[NL] Facebook not required to reinstate posts by prominent public figure

IRIS 2022-1:1/11

Ronan Ó Fathaigh

Institute for Information Law (IViR)

On 29 October 2021, the Rechtbank Rotterdam (District Court of Rotterdam - the Court) delivered a notable judgment on Facebook’s removal of posts by a prominent activist, and whether Dutch courts may apply the right to freedom of expression under Article 10 of the European Convention on Human Rights to a platform’s removal of such content.

The case involved Willem Engel, a well-known activist who campaigns against Covid-19 measures implemented by the Dutch government, and is director of a high-profile campaign group “Stichting Viruswaarheid” (Virus Truth Foundation). Engel maintains a Facebook account, and the case arose during May and July 2021, when Facebook removed a number of posts by Engel concerning Covid-19, for violating Facebook’s terms of service on Covid-19 disinformation. The posts included the statements (a) that certain substances in the Pfizer vaccine are “very, very toxic”, (b) in relation to the Ivermectin drug, “Make sure you bring it home”, and (c) “I hope people read this and see that it is a nuanced story and certainly not a killer virus that threatens the population”. In addition, Facebook also suspended Engel’s access to his account for 30 days.

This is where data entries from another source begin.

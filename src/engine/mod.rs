//! Pure availability rules for single-unit date-range rentals.
//!
//! Nothing in here suspends, locks or performs I/O: a blocked set is built from a
//! reservation snapshot, then candidate dates are validated and repaired against it.

mod blocked;
mod error;
mod holiday;
mod repair;
mod validate;

pub use blocked::BlockedDateSet;
pub use error::{EngineError, Rejection, SessionError};
pub use holiday::{HolidayCalendar, HolidaySource, NoHolidays};
pub use repair::{auto_end, repair, resolve};
pub use validate::{CalendarRules, RangeCheck, selectable_starts, validate_range, validate_start};
use std::collections::BTreeSet;
use std::fmt;

use chrono::{Datelike, NaiveDate};

use crate::model::CalendarDate;

use super::EngineError;

/// Public-holiday lookup. Kept behind a trait so the regional source can be swapped
/// or mocked.
pub trait HolidaySource: Send + Sync + fmt::Debug {
    fn is_holiday(&self, date: CalendarDate) -> bool;
}

/// No public holidays at all.
#[derive(Debug, Clone, Copy, Default)]
pub struct NoHolidays;

impl HolidaySource for NoHolidays {
    fn is_holiday(&self, _date: CalendarDate) -> bool {
        false
    }
}

/// Holidays from an explicit list: one-off dates plus fixed month/day entries that
/// repeat every year.
#[derive(Debug, Clone, Default, PartialEq, Eq)]
pub struct HolidayCalendar {
    dates: BTreeSet<CalendarDate>,
    recurring: BTreeSet<(u32, u32)>,
}

impl HolidayCalendar {
    pub fn new() -> Self {
        Self::default()
    }

    pub fn from_dates(dates: impl IntoIterator<Item = CalendarDate>) -> Self {
        Self {
            dates: dates.into_iter().collect(),
            recurring: BTreeSet::new(),
        }
    }

    pub fn add_date(&mut self, date: CalendarDate) {
        self.dates.insert(date);
    }

    /// Register a holiday falling on the same month/day every year.
    /// Feb 29 is accepted and only matches in leap years.
    pub fn add_recurring(&mut self, month: u32, day: u32) -> Result<(), EngineError> {
        // 2000 is a leap year, so every real month/day pair resolves.
        if NaiveDate::from_ymd_opt(2000, month, day).is_none() {
            return Err(EngineError::InvalidCalendarDay { month, day });
        }
        self.recurring.insert((month, day));
        Ok(())
    }

    pub fn len(&self) -> usize {
        self.dates.len() + self.recurring.len()
    }

    pub fn is_empty(&self) -> bool {
        self.dates.is_empty() && self.recurring.is_empty()
    }
}

impl HolidaySource for HolidayCalendar {
    fn is_holiday(&self, date: CalendarDate) -> bool {
        self.dates.contains(&date) || self.recurring.contains(&(date.month(), date.day()))
    }
}
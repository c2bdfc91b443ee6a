use std::net::SocketAddr;

// ── Booking funnel ──────────────────────────────────────────────

/// Counter: date picks and confirmations validated. Labels: outcome (`ok` or a rejection code).
pub const VALIDATIONS_TOTAL: &str = "rentspan_validations_total";

/// Histogram: days an end date was shifted by repair.
pub const REPAIR_SHIFT_DAYS: &str = "rentspan_repair_shift_days";

/// Counter: bookings accepted by the store.
pub const BOOKINGS_TOTAL: &str = "rentspan_bookings_total";

/// Counter: bookings the store refused because of an overlapping booking.
pub const BOOKING_CONFLICTS_TOTAL: &str = "rentspan_booking_conflicts_total";

// ── Collaborators / engine cost ─────────────────────────────────

/// Counter: reservation snapshot fetches that failed.
pub const FETCH_FAILURES_TOTAL: &str = "rentspan_fetch_failures_total";

/// Histogram: blocked date set construction time in seconds.
pub const BLOCKED_SET_BUILD_SECONDS: &str = "rentspan_blocked_set_build_seconds";

/// Counter: booking sessions opened through the service.
pub const SESSIONS_OPENED_TOTAL: &str = "rentspan_sessions_opened_total";

/// Install Prometheus metrics exporter on the given port. No-op if port is None.
pub fn init(port: Option<u16>) -> Result<(), metrics_exporter_prometheus::BuildError> {
    let Some(port) = port else { return Ok(()) };
    let addr: SocketAddr = ([0, 0, 0, 0], port).into();
    metrics_exporter_prometheus::PrometheusBuilder::new()
        .with_http_listener(addr)
        .install()?;
    tracing::info!("metrics endpoint: http://0.0.0.0:{port}/metrics");
    Ok(())
}

#[cfg(test)]
mod tests {
    use super::*;

    #[test]
    fn init_without_port_is_noop() {
        assert!(init(None).is_ok());
    }

    #[test]
    fn metric_names_share_prefix() {
        for name in [
            VALIDATIONS_TOTAL,
            REPAIR_SHIFT_DAYS,
            BOOKINGS_TOTAL,
            BOOKING_CONFLICTS_TOTAL,
            FETCH_FAILURES_TOTAL,
            BLOCKED_SET_BUILD_SECONDS,
            SESSIONS_OPENED_TOTAL,
        ] {
            assert!(name.starts_with("rentspan_"), "{name}");
        }
    }
}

Following the removal of the posts and his account suspension, Engel initiated legal proceedings against Facebook, seeking reinstatement of the posts. Engle argued that Facebook acted “unlawfully” by violating his right to freedom of expression under Article 10 ECHR, as Facebook had a “duty of care” to protect users’ freedom of expression due to its “enormous reach”. At the outset, the Court first held that while Article 10 ECHR does not have a “direct horizontal effect”, it does have “indirect effect” in the relationship between the parties, with the Court citing recent Dutch case law on the point (see, for example, IRIS 2021-9/28). In this regard, the Court noted that Engel’s right to freedom of expression must be balanced against Facebook’s right to property, which incorporates Facebook being “in principle” free to determine the rules for the use of its platform.

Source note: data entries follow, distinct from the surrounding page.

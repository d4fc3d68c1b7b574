//! Backend adapters: the concrete mechanisms that turn one document into a PDF.
//!
//! Each adapter is a black box to the orchestrator. It declares the formats it
//! handles, answers a cheap availability probe, and converts one source file
//! into one destination file. The orchestrator never trusts a reported success
//! on its own; see [`crate::convert::convert_task`].
//!
//! ## Adapters
//!
//! | Name                | Kind        | Formats                          |
//! |---------------------|-------------|----------------------------------|
//! | `libreoffice`       | process     | all                              |
//! | `pandoc`            | process     | word-doc, presentation           |
//! | `docx-text`         | in-process  | word-doc (`.docx` only)          |
//! | `spreadsheet-table` | in-process  | spreadsheet                      |
//! | `pptx-text`         | in-process  | presentation (`.pptx` only)      |
//! | `raster-image`      | in-process  | raster-image                     |
//!
//! In-process adapters run on the blocking pool and write through
//! [`write_atomically`], so a crash halfway leaves nothing at the destination.

pub mod docx;
pub mod layout;
pub(crate) mod ooxml;
pub mod pptx;
pub mod process;
pub mod raster;
pub mod sheet;

use crate::error::AttemptError;
use crate::format::Format;
use async_trait::async_trait;
use serde::{Deserialize, Serialize};
use std::fs::File;
use std::path::Path;
use std::sync::atomic::{AtomicBool, Ordering};
use std::sync::Arc;

pub use docx::DocxTextAdapter;
pub use pptx::PptxTextAdapter;
pub use process::{CommandShape, ExternalProcessAdapter};
pub use raster::RasterImageAdapter;
pub use sheet::SpreadsheetTableAdapter;

/// Result of an adapter's availability probe.
#[derive(Debug, Clone, PartialEq, Eq, Serialize, Deserialize)]
#[serde(tag = "state", content = "detail", rename_all = "snake_case")]
pub enum Availability {
    Available,
    /// Not installed on this host, with a human-readable reason.
    Unavailable(String),
}

impl Availability {
    pub fn is_available(&self) -> bool {
        matches!(self, Self::Available)
    }
}

/// One way of converting documents of some formats to PDF.
///
/// Adapters are registered once, shared read-only across tasks, and must not
/// hold per-file state.
#[async_trait]
pub trait BackendAdapter: Send + Sync {
    /// Stable name used in reports, e.g. `"libreoffice"`.
    fn name(&self) -> &str;

    /// Formats this adapter can be registered for.
    fn formats(&self) -> &[Format];

    /// Whether the adapter can run on this host.
    ///
    /// Must be cheap after the first call: implementations compute it once
    /// and keep the answer for the life of the process.
    fn probe(&self) -> Availability {
        Availability::Available
    }

    /// Convert `source` into a PDF at exactly `destination`.
    ///
    /// The destination's parent directory already exists. On error the
    /// adapter should not leave a file at `destination`; the orchestrator
    /// removes one if it does.
    async fn invoke(&self, source: &Path, destination: &Path) -> Result<(), AttemptError>;

    fn applies_to(&self, format: Format) -> bool {
        self.formats().contains(&format)
    }
}

/// Shared adapter handle, as stored in the registry.
pub type SharedAdapter = Arc<dyn BackendAdapter>;

/// Write `destination` via a temp file in the same directory, renamed into
/// place only once `write` succeeds.
pub(crate) fn write_atomically<F>(destination: &Path, write: F) -> Result<(), AttemptError>
where
    F: FnOnce(&mut File) -> Result<(), AttemptError>,
{
    write_unless_abandoned(destination, &AtomicBool::new(false), write)
}

/// [`write_atomically`], except the rename is skipped once `abandoned` is set.
fn write_unless_abandoned<F>(
    destination: &Path,
    abandoned: &AtomicBool,
    write: F,
) -> Result<(), AttemptError>
where
    F: FnOnce(&mut File) -> Result<(), AttemptError>,
{
    let parent = destination
        .parent()
        .filter(|p| !p.as_os_str().is_empty())
        .unwrap_or_else(|| Path::new("."));
    let mut tmp = tempfile::Builder::new()
        .prefix(".office2pdf-")
        .suffix(".part")
        .tempfile_in(parent)?;
    write(tmp.as_file_mut())?;
    tmp.as_file_mut().sync_all()?;
    if abandoned.load(Ordering::SeqCst) {
        return Err(AttemptError::failed(
            "attempt was abandoned before its output was committed",
        ));
    }
    tmp.persist(destination).map_err(|e| AttemptError::from(e.error))?;
    Ok(())
}

/// Marks a blocking render abandoned when the awaiting future goes away.
struct AbandonOnDrop(Arc<AtomicBool>);

impl Drop for AbandonOnDrop {
    fn drop(&mut self) {
        self.0.store(true, Ordering::SeqCst);
    }
}

/// Run a synchronous renderer on the blocking pool, writing atomically to
/// `destination`.
///
/// The blocking thread cannot be stopped, so if the caller stops waiting
/// (an attempt timeout) the finished output is discarded instead of being
/// renamed onto `destination`.
pub(crate) async fn render_blocking<F>(
    source: &Path,
    destination: &Path,
    render: F,
) -> Result<(), AttemptError>
where
    F: FnOnce(&Path, &mut File) -> Result<(), AttemptError> + Send + 'static,
{
    let source = source.to_path_buf();
    let destination = destination.to_path_buf();
    let abandoned = Arc::new(AtomicBool::new(false));
    let _abandon_on_drop = AbandonOnDrop(abandoned.clone());
    tokio::task::spawn_blocking(move || {
        write_unless_abandoned(&destination, &abandoned, |file| render(&source, file))
    })
    .await
    .map_err(|e| AttemptError::failed(format!("renderer panicked: {e}")))?
}

/// Display name for a source file, used as the PDF title.
pub(crate) fn display_name(path: &Path) -> String {
    path.file_name()
        .map(|n| n.to_string_lossy().into_owned())
        .unwrap_or_else(|| path.display().to_string())
}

The Court then examined whether Facebook violated Engel’s freedom of expression through the application of its Covid-19 disinformation policy. In this regard, the Court held that Facebook had legitimate reasons for restricting Engel’s freedom of expression, especially as Facebook had issued its COVID-19 policies in response to a call from the European Commission and international health organisations to combat disinformation about Covid-19, with the aim of protecting the safety and public health of the public. Further, Engel’s right to freedom of expression does not include a right to use the Facebook platform to express all his views on Covid-19, and the mere fact that Facebook has a “very large reach” is irrelevant. In particular,  it is not the case that Engel has no other avenues to express his views on Covid-19 policy. Notably, the Court admitted that in ”specific cases, application of the policy may lead to correct messages being deleted”, but nonetheless, Facebook may “reasonably rely” on the expertise of experts from various health organisations and governments in determining its Covid-19 disinformation policy.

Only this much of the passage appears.